01-08-2016, Bringmann, Karl, Kozma, László, Moran, Shay, N S Narayanaswamy

We study the complexity of the Hitting Set problem in set systems (hypergraphs) that avoid certain sub-structures. In particular, we characterize the classical and parameterized complexity of the problem when the Vapnik-Chervonenkis dimension (VC-dimension) of the input is small. VC-dimension is a natural measure of complexity of set systems. Several tractable instances of Hitting Set with a geometric or graph-theoretical flavor are known to have low VC-dimension. In set systems of bounded VC-dimension, Hitting Set is known to admit efficient and almost optimal approximation algorithms (Brönnimann and Goodrich, 1995; Even, Rawitz, and Shahar, 2005; Agarwal and Pan, 2014). In contrast to these approximation-results, a low VC-dimension does not necessarily imply tractability in the parameterized sense. In fact, we show that Hitting Set is W[1]-hard already on inputs with VC-dimension 2, even if the VC-dimension of the dual set system is also 2. Thus, Hitting Set is very unlikely to be fixed-parameter tractable even in this arguably simple case. This answers an open question raised by King in 2010. For set systems whose (primal or dual) VC-dimension is 1, we show that Hitting Set is solvable in polynomial time.
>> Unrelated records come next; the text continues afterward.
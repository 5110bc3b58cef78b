use serde::Serialize;
use std::collections::{BTreeMap, HashSet};
use std::path::PathBuf;
use std::sync::{Arc, RwLock};
use tracing::{info, warn};

use crate::metadata::{MetadataLookup, MetadataResolver};
use crate::scanner::RomMap;

/// A game in the local catalog. `id` is the external metadata identifier.
#[derive(Debug, Clone, PartialEq, Eq, Serialize)]
pub struct Game {
    pub id: String,
    pub name: String,
    pub path: PathBuf,
}

/// Resolves metadata for every scanned ROM and builds the game list.
///
/// A ROM whose resolution fails is logged and left out; the rest of the batch
/// continues. When two ROMs resolve to the same id the first one wins.
pub fn rebuild_registry<L: MetadataLookup>(
    roms: &RomMap,
    resolver: &mut MetadataResolver<L>,
) -> Vec<Game> {
    let mut games = Vec::with_capacity(roms.len());
    let mut seen = HashSet::with_capacity(roms.len());

    for (rom_name, path) in roms {
        let meta = match resolver.resolve(rom_name) {
            Ok(m) => m,
            Err(e) => {
                warn!(rom = %rom_name, "Skipping ROM: {e}");
                continue;
            }
        };
        if !seen.insert(meta.id.clone()) {
            warn!(rom = %rom_name, id = %meta.id, "Skipping ROM: id already used by another ROM");
            continue;
        }
        games.push(Game {
            id: meta.id,
            name: meta.name,
            path: path.clone(),
        });
    }

    info!(roms = roms.len(), games = games.len(), "Registry rebuilt");
    games
}

/// On-disk size in bytes of each game's ROM. Files that cannot be stat'ed are omitted.
pub fn local_sizes(games: &[Game]) -> BTreeMap<String, u64> {
    games
        .iter()
        .filter_map(|game| match std::fs::metadata(&game.path) {
            Ok(meta) => Some((game.id.clone(), meta.len())),
            Err(e) => {
                warn!(id = %game.id, path = %game.path.display(), "Cannot read ROM size: {e}");
                None
            }
        })
        .collect()
}

/// Shared handle to the current game list.
///
/// The list is immutable once published; a rebuild replaces it wholesale, so
/// readers always hold a complete snapshot.
#[derive(Clone)]
pub struct GameRegistry {
    inner: Arc<RwLock<Arc<[Game]>>>,
}

impl GameRegistry {
    pub fn new() -> Self {
        Self {
            inner: Arc::new(RwLock::new(Arc::from(Vec::new()))),
        }
    }

    pub fn snapshot(&self) -> Arc<[Game]> {
        self.inner.read().unwrap_or_else(|e| e.into_inner()).clone()
    }

    pub fn replace(&self, games: Vec<Game>) {
        *self.inner.write().unwrap_or_else(|e| e.into_inner()) = games.into();
    }

    pub fn find(&self, game_id: &str) -> Option<Game> {
        self.snapshot().iter().find(|g| g.id == game_id).cloned()
    }
}

impl Default for GameRegistry {
    fn default() -> Self {
        Self::new()
    }
}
To bridge the gap in complexity between the classes of inputs with VC-dimension 1 and 2, we use a measure that is more fine-grained than VC-dimension. In terms of this measure, we identify a sharp threshold where the complexity of Hitting Set transitions from polynomial-time-solvable to NP-hard. The tractable class that lies just under the threshold is a generalization of Edge Cover, and thus extends the domain of polynomial-time tractability of Hitting Set.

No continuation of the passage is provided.